Рейхсминистр перешел к самому важному, о чем по-настоящему еще не говорилось, но из-за чего затевался весь сыр-бор. Он «хотел бы изложить “сырые мысли”, как он их себе представляет, то есть мысли, которые, может быть, в будущем могли бы быть реализованы. Эти мысли заключаются в сотрудничестве между государствами — участниками пакта трех и СССР. Риббентроп думает, что сначала надо найти путь, чтобы совместно в широких чертах установить сферы интересов четырех государств, а затем особо договориться о проблеме Турции [Которую страны “оси” хотели полностью включить в свою орбиту. — В.М.]. Проблемы разграничения сфер интересов касаются четырех государств, в то время как проблема Турции затрагивает только Германию, Италию и СССР. После того, как Молотов переговорит со Сталиным и после того, как Германия и СССР договорятся по этому комплексу вопросов, министр думает, что Германия и СССР вступят в контакт с Японией и Италией с целью выяснения возможностей приведения их интересов к одной формуле. […] Если можно будет привести к одному знаменателю интересы этих стран, что Риббентроп считает не невозможным и выгодным для заинтересованных сторон, тогда можно было бы зафиксировать эти оба комплекса в доверительных документах между ними, если СССР разделяет взгляды Германии о воспрепятствовании расширению войны и стоит на точке зрения ее окончания. […] Я [Риббентроп. — В.М.] представляю себе, что конечной целью. […] должно быть заключение соглашения между участниками пакта трех с одной стороны и СССР — с другой стороны о сотрудничестве четырех держав в этом смысле.

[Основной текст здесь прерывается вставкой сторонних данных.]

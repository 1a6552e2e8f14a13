//! The import pipeline.
//!
//! An import hashes the content, and then either stores it as a new row or
//! treats it as a re-import of an existing one. New rows go through archive
//! validation, signer extraction, contract metadata scanning and, for signed
//! archives, contract version uniqueness. Re-imports may only change the
//! uploader, and only towards a trusted one.

use std::collections::HashMap;
use std::sync::{Arc, Mutex};

use bytes::Bytes;
use chrono::Utc;
use tracing::{debug, info};
use vault_archive::{extract_signers, validate_archive, ContractScanner, SignerPolicy};
use vault_cache::{Attachment, AttachmentCache};
use vault_crypto::AttachmentHasher;
use vault_store::{AttachmentQuery, AttachmentSort, AttachmentStorage, Predicate, StoreError};
use vault_types::{
    AttachmentId, AttachmentRecord, ContractClassName, DigestAlgorithm, UploaderClass, Version,
};

use crate::error::{AttachmentError, AttachmentResult};
use crate::index::VersionIndex;
use crate::whitelist::{infer_version, ContractWhitelist};

/// What to do when the content is already stored and cannot be re-attributed.
#[derive(Clone, Copy, Debug, PartialEq, Eq)]
pub(crate) enum OnDuplicate {
    Fail,
    ReturnExisting,
}

type Slot = (ContractClassName, Version);

pub(crate) struct ImportPipeline {
    storage: Arc<dyn AttachmentStorage>,
    cache: Arc<AttachmentCache>,
    index: Arc<VersionIndex>,
    pub(crate) scanner: Box<dyn ContractScanner>,
    pub(crate) whitelist: Arc<dyn ContractWhitelist>,
    hasher: AttachmentHasher,
    signer_policy: SignerPolicy,
    dev_mode: bool,
    /// Signed contract versions being imported by trusted uploaders right now.
    reserved: Mutex<HashMap<Slot, AttachmentId>>,
}

impl ImportPipeline {
    #[allow(clippy::too_many_arguments)]
    pub(crate) fn new(
        storage: Arc<dyn AttachmentStorage>,
        cache: Arc<AttachmentCache>,
        index: Arc<VersionIndex>,
        scanner: Box<dyn ContractScanner>,
        whitelist: Arc<dyn ContractWhitelist>,
        hasher: AttachmentHasher,
        signer_policy: SignerPolicy,
        dev_mode: bool,
    ) -> Self {
        Self {
            storage,
            cache,
            index,
            scanner,
            whitelist,
            hasher,
            signer_policy,
            dev_mode,
            reserved: Mutex::new(HashMap::new()),
        }
    }

    pub(crate) fn import(
        &self,
        content: Bytes,
        uploader: &str,
        filename: Option<&str>,
        on_duplicate: OnDuplicate,
    ) -> AttachmentResult<AttachmentId> {
        let id = self.hasher.hash(&content);
        let outcome = match self.find_stored(id, &content)? {
            Some(existing) => self.reimport(&existing, uploader),
            None => self.import_new(id, content, uploader, filename),
        };
        match (outcome, on_duplicate) {
            (Err(AttachmentError::DuplicateAttachment(existing)), OnDuplicate::ReturnExisting) => {
                debug!(id = %existing, uploader, "attachment already stored; returning existing id");
                Ok(existing)
            }
            (outcome, _) => outcome,
        }
    }

    /// The stored attachment with this content under any digest algorithm.
    ///
    /// Rows keep the id they were imported under, so content stored before
    /// the configured digest changed is still recognised.
    fn find_stored(&self, id: AttachmentId, content: &[u8]) -> AttachmentResult<Option<Attachment>> {
        if let Some(existing) = self.cache.open(&id)? {
            return Ok(Some(existing));
        }
        for algorithm in DigestAlgorithm::ALL {
            if algorithm == id.algorithm() {
                continue;
            }
            let stored = AttachmentHasher::new(algorithm).hash(content);
            if self.storage.exists(&stored)? {
                debug!(%id, %stored, "content already stored under another digest");
                return Ok(self.cache.open(&stored)?);
            }
        }
        Ok(None)
    }

    fn import_new(
        &self,
        id: AttachmentId,
        content: Bytes,
        uploader: &str,
        filename: Option<&str>,
    ) -> AttachmentResult<AttachmentId> {
        validate_archive(&content)?;
        let signers = extract_signers(&content, self.signer_policy)?;
        let metadata = self.scanner.scan(&content)?;
        let contracts = metadata.contract_class_names;
        let version = infer_version(self.whitelist.as_ref(), &id, &contracts, metadata.version);

        let reservation = if self.dev_mode || signers.is_empty() {
            None
        } else {
            let reservation = self.reserve(&contracts, version, id, uploader)?;
            self.check_unique(&contracts, version, id)?;
            Some(reservation)
        };

        let record = AttachmentRecord {
            id,
            content,
            inserted_at: Utc::now(),
            uploader: Some(uploader.to_string()),
            filename: filename.map(str::to_string),
            contract_class_names: contracts.clone(),
            signers,
            version,
        };
        let signed = record.is_signed();
        match self.storage.insert(record) {
            Ok(()) => {}
            Err(StoreError::AlreadyExists(_)) => {
                drop(reservation);
                debug!(%id, uploader, "lost insert race; treating as re-import");
                self.cache.invalidate(&id);
                let existing = self.cache.open(&id)?.ok_or(StoreError::NotFound(id))?;
                return self.reimport(&existing, uploader);
            }
            Err(e) => return Err(e.into()),
        }
        drop(reservation);

        self.cache.invalidate(&id);
        for contract in &contracts {
            self.index.invalidate(contract);
        }
        info!(%id, uploader, ?filename, ?contracts, version, signed, "stored new attachment");
        Ok(id)
    }

    /// Re-attribute an already stored attachment to a trusted uploader.
    fn reimport(&self, existing: &Attachment, uploader: &str) -> AttachmentResult<AttachmentId> {
        let id = existing.id();
        let trusted = UploaderClass::of(uploader).is_trusted();
        if !trusted || existing.uploader() == Some(uploader) {
            return Err(AttachmentError::DuplicateAttachment(id));
        }

        let contract = existing.contract();
        // Becoming trusted makes a signed row count towards uniqueness, so the
        // slots are held exactly as for a new import.
        let reservation = match contract {
            Some(info) if !self.dev_mode && !info.signers.is_empty() => {
                let contracts: Vec<ContractClassName> = info.all_contracts().cloned().collect();
                let reservation = self.reserve(&contracts, info.version, id, uploader)?;
                self.check_unique(&contracts, info.version, id)?;
                Some(reservation)
            }
            _ => None,
        };

        self.storage.update_uploader(&id, uploader)?;
        drop(reservation);
        info!(%id, from = ?existing.uploader(), to = uploader, "updated attachment uploader");
        if let Some(info) = contract {
            for name in info.all_contracts() {
                self.index.invalidate(name);
            }
        }
        self.cache.refresh(&id)?;
        Ok(id)
    }

    /// Fails if a trusted signed attachment other than `id` already provides
    /// any of `contracts` at `version`.
    fn check_unique(
        &self,
        contracts: &[ContractClassName],
        version: Version,
        id: AttachmentId,
    ) -> AttachmentResult<()> {
        for contract in contracts {
            let query = AttachmentQuery::new()
                .contract_class_name(Predicate::Equal(contract.clone()))
                .version(Predicate::Equal(version))
                .trusted_only()
                .signed(true);
            let existing: Vec<AttachmentId> = self
                .storage
                .query(&query, &AttachmentSort::default())?
                .into_iter()
                .map(|row| row.id)
                .filter(|other| *other != id)
                .collect();
            if !existing.is_empty() {
                return Err(AttachmentError::DuplicateVersionedContract {
                    contract: contract.clone(),
                    version,
                    existing,
                });
            }
        }
        Ok(())
    }

    /// Claim `(contract, version)` slots for a signed import in progress.
    ///
    /// Any signed import conflicts with a slot held for different content.
    /// Only trusted imports hold slots, since only trusted rows count towards
    /// uniqueness once stored.
    fn reserve(
        &self,
        contracts: &[ContractClassName],
        version: Version,
        id: AttachmentId,
        uploader: &str,
    ) -> AttachmentResult<Reservation<'_>> {
        let mut reserved = self.reserved.lock().expect("lock poisoned");
        for contract in contracts {
            let slot = (contract.clone(), version);
            if let Some(other) = reserved.get(&slot) {
                if *other != id {
                    return Err(AttachmentError::DuplicateVersionedContract {
                        contract: contract.clone(),
                        version,
                        existing: vec![*other],
                    });
                }
            }
        }
        let mut held = Vec::new();
        if UploaderClass::of(uploader).is_trusted() {
            for contract in contracts {
                let slot = (contract.clone(), version);
                if !reserved.contains_key(&slot) {
                    reserved.insert(slot.clone(), id);
                    held.push(slot);
                }
            }
        }
        Ok(Reservation {
            reserved: &self.reserved,
            held,
        })
    }
}

/// Releases reserved slots when dropped.
struct Reservation<'a> {
    reserved: &'a Mutex<HashMap<Slot, AttachmentId>>,
    held: Vec<Slot>,
}

impl Drop for Reservation<'_> {
    fn drop(&mut self) {
        if self.held.is_empty() {
            return;
        }
        let mut reserved = self.reserved.lock().expect("lock poisoned");
        for slot in &self.held {
            reserved.remove(slot);
        }
    }
}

Чтобы рассмотреть эти дела более конкретно, он набросал несколько пунктов, из которых, по его мнению, должно состоять это соглашение. Он хотел бы подчеркнуть, что в такой конкретной форме он, Риббентроп, не говорил ни с Японией, ни с Италией. Он думал, что эти мысли должны быть в первую очередь выяснены между СССР и Германией. Разумеется, в общих чертах он обсудил эти мысли с Японией [Когда, где и с кем? — В.М.] и с Италией. […] Он просит переговорить со Сталиным о возможности такого соглашения. Следующим этапом должны быть переговоры с Италией и Японией. Все это будет иметь смысл тогда, когда будет достигнута ясность в этих вопросах».

Риббентроп хотел договориться с Москвой, потому что видел в этом наилучший геополитический вариант для Германии и возможность грандиозного триумфа для себя лично. Не стоит сбрасывать со счетов его честолюбие — именно поэтому он хотел сначала разрешить все проблемы с Москвой и лишь затем привлечь к переговорам Италию и Японию. С Молотовым он еще мог поделиться лаврами — но никак не с Чиано, которого не любил, и не с Мацуока, которого попросту не знал.

Но почему самоуверенный и честолюбивый Риббентроп самоуничижительно называет тщательно проработанные предложения «сырыми мыслями»? И почему их делает он, а не фюрер? Забегая вперед, скажу, что Гитлер в это время уже принял стратегическое и был готов к принятию политического решения о нападении на СССР, о чем его министр иностранных дел пока не знал. Полагаю, логика Риббентропа была примерной такой: если предложения будут приняты и соглашение достигнуто, то результатом станет дипломатический и геополитический триумф, который Гитлер примет, пусть хотя бы на время. Если же предложения будут отклонены, то исходили они не от Гитлера, который на эту тему ничего конкретного вообще не говорил. Сам же Риббентроп спасал лицо оговоркой, что это — всего лишь наброски, наметки…

Итак:

Проект

Соглашение между государствами Тройственного пакта:

Германией, Италией и Японией, с одной стороны,

и Советским Союзом — с другой стороны

Правительства государств Тройственного пакта: Германии, Италии и Японии, с одной стороны, и Правительство СССР — с другой стороны, руководствуясь желанием установить в своих естественных сферах интересов в Европе, Азии и Африке новый, содействующий благосостоянию всех заинтересованных народов порядок и создать твердую и прочную основу для их сотрудничества, направленного на достижение этой цели, согласились в следующем:

Статья 1. Согласно пакту трех держав, Германия, Япония и Италия пришли к соглашению, что нужно воспрепятствовать расширению войны в мировой конфликт и что необходимо совместно работать для установления мира. Они объявили о своем желании привлечь к сотрудничеству с ними другие народы в других частях мира, поскольку эти народы согласны дать своим стремлениям то же направление. СССР заявляет о своей солидарности с этими целеустремлениями и решил со своей стороны политически сотрудничать с участниками пакта трех.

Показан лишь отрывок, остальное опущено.